Another application of the Polymerase Chain Reaction (PCR) is to screen samples for the presence of viruses. For example, remember the recent Ebola outbreak? In the US, if a patient is suspected of having clinical symptoms and is at high risk for exposure to Ebola virus, one technique to determine if that person is infected with Ebola is to send a blood sample for PCR based analysis. In this assay, many copies of specific DNA sequences are made in order to cross a detection threshold. Each Ebola virus is composed of single strand of RNA approximately 18,950 nucleotides long enclosed within a cylindrical viral envelope. In some laboratories, the first step might be to incubate samples with the enzyme Reverse Transcriptase. Why might this be? Choose all that apply.

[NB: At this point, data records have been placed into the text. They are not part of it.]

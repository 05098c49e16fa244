//! Workflow error taxonomy.

use std::{io, path::PathBuf};

use crate::{marker::MarkerError, tools::ToolError};

/// Errors that end a launcher workflow.
#[derive(Debug, thiserror::Error)]
pub enum LaunchError {
    /// The user dismissed a picker; reported nowhere.
    #[error("cancelled")]
    Cancelled,

    /// Recoverable input problem shown to the user.
    #[error("{0}")]
    Validation(String),

    /// Another workflow currently owns this project root.
    #[error("Another operation is already running for {}.", .0.display())]
    Busy(PathBuf),

    /// An external tool failed; the message is its own diagnostic output.
    #[error("{source}")]
    Tool {
        /// Which step invoked the tool.
        stage: ToolStage,
        /// Tool failure.
        #[source]
        source: ToolError,
    },

    /// Reading or writing the project marker failed.
    #[error(transparent)]
    Marker(#[from] MarkerError),

    /// Filesystem failure outside the marker store.
    #[error("{context} {}: {source}", .path.display())]
    Io {
        /// What was being attempted.
        context: &'static str,
        /// Path involved.
        path: PathBuf,
        /// Underlying error.
        #[source]
        source: io::Error,
    },

    /// The build succeeded but left no installer behind.
    #[error("No installer found in {dist_dir} directory.")]
    NoInstaller {
        /// Build output directory as configured.
        dist_dir: String,
    },
}

/// Workflow step that ran an external tool.
#[derive(Debug, Clone, Copy, PartialEq, Eq)]
pub enum ToolStage {
    /// Template clone.
    Clone,
    /// Dependency install.
    Install,
    /// Installer build.
    Build,
}

impl ToolStage {
    /// Dialog title used when this step fails.
    pub fn title(self) -> &'static str {
        match self {
            Self::Clone => "Clone Error",
            Self::Install => "Install Error",
            Self::Build => "Build Error",
        }
    }
}

impl LaunchError {
    /// Shorthand for a validation failure.
    pub fn validation(message: impl Into<String>) -> Self {
        Self::Validation(message.into())
    }

    pub(crate) fn tool(stage: ToolStage, source: ToolError) -> Self {
        Self::Tool { stage, source }
    }

    pub(crate) fn io(context: &'static str, path: impl Into<PathBuf>, source: io::Error) -> Self {
        Self::Io {
            context,
            path: path.into(),
            source,
        }
    }

    /// Whether the workflow ended because the user backed out.
    pub fn is_cancelled(&self) -> bool {
        matches!(self, Self::Cancelled)
    }
}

A.The polymerase chain reaction is identical to all transcription reactions.

B.DNA is often the starting material for PCR so the viral genome is first transcribed into RNA.

C.DNA is often the starting material for PCR so the viral genome is first reverse transcribed into DNA.

D.In PCR, RNA primers bind to specific regions of DNA not RNA so the RNA must first be converted to DNA.


The polymerase used in PCR is called Taq polymerase and is isolated from the hot pool bacteria, Thermus aquaticus.
Why would human polymerase not be suitable for PCR based methods to determine if infection with Ebola had occured? Choose all that apply.

A.Human polymerase would not recognize viral DNA.

B.It is unethical to harvest human polymerase.

C.Human polymerase is much larger and more complicated as compared to bacterial polymerase.

D.Human polymerase would denature under the conditions of PCR.

E.Human polymerase would get infected by Ebola DNA and not catalyze the reaction.